Ever since Adam donned his fig-leaf britches, man has sought to distance himself from a just and holy God, and to make a god of himself. His very nature requires some sort of religion. (A religionless human being does not exist.) Darwin’s ideas were made to order for a Godless new religion. As Darwin correctly perceived,“People made a religion of it.”

While every person has a God consciousness and a religion of some sort, there is only one successful search for our true God and Creator. That way is thoroughly defined on page Free Indeed on this website.

William Shakespeare:“The evil that men do lives after them, the good is oft interred with their bones.”A study of Charles Darwin as a person doesn’t reveal an intentionally evil man, only a tragically confused one as he, himself, confessed. No doubt his studies contributed much to our understanding of the natural universe. He would have been correct in recognizing “nature’s God” in the “laws of nature,” but because he chose instead to reject God, his life’s work is an enduring evil that has furnished the basic doctrine for the most horrid systems: Marxism, Nazism, Communism, Fascism, Humanism.
Darwinism contributed to the atrocities of World War II, and supplied the supposed justification for the Holocaust. (master race, inferior species, “survival of the fittest.”) Yet incredibly, countless atheistic Jews today, “stiff necked and uncircumcised in heart,” cling to Darwinism through their adherence to the Humanist religion.
Our interest in Darwinism in this discourse is its devastating effect on our laws, and consequently our liberties. What on earth does Charles Darwin have to do with our laws and liberty, you may ask. Read on patiently, and I think you will soon plainly see.
1825: Everything went downhill with the Congregationalists very soon after the American Revolution.
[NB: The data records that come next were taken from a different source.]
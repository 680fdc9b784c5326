//! Shared fixtures for the floorwatch integration tests.
//!
//! Provides in-memory stand-ins for the marketplace and FX-rate APIs whose
//! responses can be changed between refresh cycles, plus helpers that wire
//! them into an in-memory [`FloorTracker`].

#![allow(dead_code)]

use chrono::{DateTime, TimeZone, Utc};
use floorwatch::upstream::{CollectionStats, LatestRates};
use floorwatch::{FloorTracker, FloorwatchError, FxRatesApi, MarketplaceApi, Result};
use std::collections::{HashMap, HashSet};
use std::sync::atomic::{AtomicUsize, Ordering};
use std::sync::{Arc, Condvar, Mutex};

pub const ALPHA: &str = "alpha_collection";
pub const BETA: &str = "beta_collection";

pub fn currencies() -> Vec<String> {
    vec!["USD".to_string(), "EUR".to_string()]
}

pub fn at(y: i32, m: u32, d: u32, h: u32) -> DateTime<Utc> {
    Utc.with_ymd_and_hms(y, m, d, h, 0, 0).unwrap()
}

// ---------------------------------------------------------------------------
// StubMarketplace
// ---------------------------------------------------------------------------

#[derive(Default)]
struct MarketState {
    floors: HashMap<String, u64>,
    failing: HashSet<String>,
}

/// Marketplace whose floor prices (in lamports) are set by the test.
#[derive(Clone, Default)]
pub struct StubMarketplace {
    state: Arc<Mutex<MarketState>>,
    calls: Arc<AtomicUsize>,
    // While `true`, every stats call parks until `release`.
    gate: Arc<(Mutex<bool>, Condvar)>,
    parked: Arc<AtomicUsize>,
}

impl StubMarketplace {
    pub fn with_floors(floors: &[(&str, u64)]) -> Self {
        let stub = Self::default();
        for (symbol, lamports) in floors {
            stub.set_floor(symbol, *lamports);
        }
        stub
    }

    pub fn set_floor(&self, symbol: &str, lamports: u64) {
        self.state
            .lock()
            .unwrap()
            .floors
            .insert(symbol.to_string(), lamports);
    }

    pub fn fail(&self, symbol: &str) {
        self.state.lock().unwrap().failing.insert(symbol.to_string());
    }

    pub fn heal(&self, symbol: &str) {
        self.state.lock().unwrap().failing.remove(symbol);
    }

    pub fn calls(&self) -> usize {
        self.calls.load(Ordering::SeqCst)
    }

    /// Make stats calls block until [`release`](Self::release).
    pub fn hold(&self) {
        *self.gate.0.lock().unwrap() = true;
    }

    pub fn release(&self) {
        *self.gate.0.lock().unwrap() = false;
        self.gate.1.notify_all();
    }

    /// Number of calls that have reached the gate while it was held.
    pub fn parked(&self) -> usize {
        self.parked.load(Ordering::SeqCst)
    }

    fn wait_at_gate(&self) {
        let (held, released) = &*self.gate;
        let mut guard = held.lock().unwrap();
        if *guard {
            self.parked.fetch_add(1, Ordering::SeqCst);
        }
        while *guard {
            guard = released.wait(guard).unwrap();
        }
    }
}

impl MarketplaceApi for StubMarketplace {
    fn collection_stats(&self, symbol: &str) -> Result<CollectionStats> {
        self.calls.fetch_add(1, Ordering::SeqCst);
        self.wait_at_gate();
        let state = self.state.lock().unwrap();
        if state.failing.contains(symbol) {
            return Err(FloorwatchError::UpstreamParse(format!("stub failure for {symbol}")));
        }
        let floor = state
            .floors
            .get(symbol)
            .copied()
            .ok_or_else(|| FloorwatchError::NotFound(symbol.to_string()))?;
        Ok(CollectionStats {
            symbol: symbol.to_string(),
            floor_price: floor,
            listed_count: 7,
            avg_price_24h: Some(floor as f64),
            volume_all: Some(floor as f64 * 100.0),
        })
    }
}

// ---------------------------------------------------------------------------
// StubFxRates
// ---------------------------------------------------------------------------

#[derive(Default)]
struct FxState {
    rates: Option<HashMap<String, f64>>,
    timestamp: i64,
}

/// FX provider whose quote is set by the test; `None` rates fail the fetch.
/// Tracks how many fetches ran at once.
#[derive(Clone, Default)]
pub struct StubFxRates {
    state: Arc<Mutex<FxState>>,
    calls: Arc<AtomicUsize>,
    in_flight: Arc<AtomicUsize>,
    max_in_flight: Arc<AtomicUsize>,
}

impl StubFxRates {
    pub fn with_rates(rates: &[(&str, f64)], timestamp: i64) -> Self {
        let stub = Self::default();
        stub.set_rates(rates, timestamp);
        stub
    }

    pub fn set_rates(&self, rates: &[(&str, f64)], timestamp: i64) {
        let mut state = self.state.lock().unwrap();
        state.rates = Some(rates.iter().map(|(c, r)| (c.to_string(), *r)).collect());
        state.timestamp = timestamp;
    }

    pub fn fail(&self) {
        self.state.lock().unwrap().rates = None;
    }

    pub fn calls(&self) -> usize {
        self.calls.load(Ordering::SeqCst)
    }

    pub fn max_in_flight(&self) -> usize {
        self.max_in_flight.load(Ordering::SeqCst)
    }
}

impl FxRatesApi for StubFxRates {
    fn latest(&self, base: &str, _currencies: &[String]) -> Result<LatestRates> {
        let now = self.in_flight.fetch_add(1, Ordering::SeqCst) + 1;
        self.max_in_flight.fetch_max(now, Ordering::SeqCst);
        self.calls.fetch_add(1, Ordering::SeqCst);

        let result = {
            let state = self.state.lock().unwrap();
            match &state.rates {
                Some(rates) => Ok(LatestRates {
                    success: Some(true),
                    timestamp: state.timestamp,
                    base: Some(base.to_string()),
                    rates: rates.clone(),
                }),
                None => Err(FloorwatchError::UpstreamParse("stub rate failure".into())),
            }
        };

        self.in_flight.fetch_sub(1, Ordering::SeqCst);
        result
    }
}

// ---------------------------------------------------------------------------
// Tracker wiring
// ---------------------------------------------------------------------------

/// In-memory tracker over the two stubs, tracking [`ALPHA`] and [`BETA`] in
/// USD and EUR with the default 1.025 fee.
pub fn tracker(market: &StubMarketplace, fx: &StubFxRates) -> FloorTracker {
    FloorTracker::builder()
        .in_memory()
        .entities([ALPHA, BETA])
        .currencies(currencies())
        .marketplace(market.clone())
        .fx_rates(fx.clone())
        .build()
        .unwrap()
}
By 1800, every Congregational church in Boston, except one, had Unitarian preachers; and Unitarians had control of Harvard University.Unitarians broke with the Congregationalists in 1825 and formed their own organization; but they did not relinquish control of Harvard.
Unitarianism was the religion of the Harvard elite during the late 18th century, and in essence, along with Darwinism, remains so today. By the beginning of the 19th century it had so abandoned the cardinal doctrines of the Bible that it could only be correctly defined as an apostate “church.”
Unitarianism is a hodge-podge of core beliefs, few if any compatible with the cardinal doctrines of the Bible:
Darwinism: Evolution – Life forms, including man, was not created, but self-evolved from lower life forms.
Humanism: Human reason, not the Bible is the source of authority.
God: A variety of doctrines- An impersonal spirit: a natural force; a principle; a created being (created by whom or what?); outright atheism. (This hodge-podge of doctrines comes from “playing footsie” with every other religion in the world.)
Jesus Christ: A good man and teacher, but not God and Savior.
Salvation: Salvation by character development, not by faith in Jesus Christ.
Sin: No such thing, unless it might be ignorance or “intolerance,” both of which can be corrected by a good liberal public education.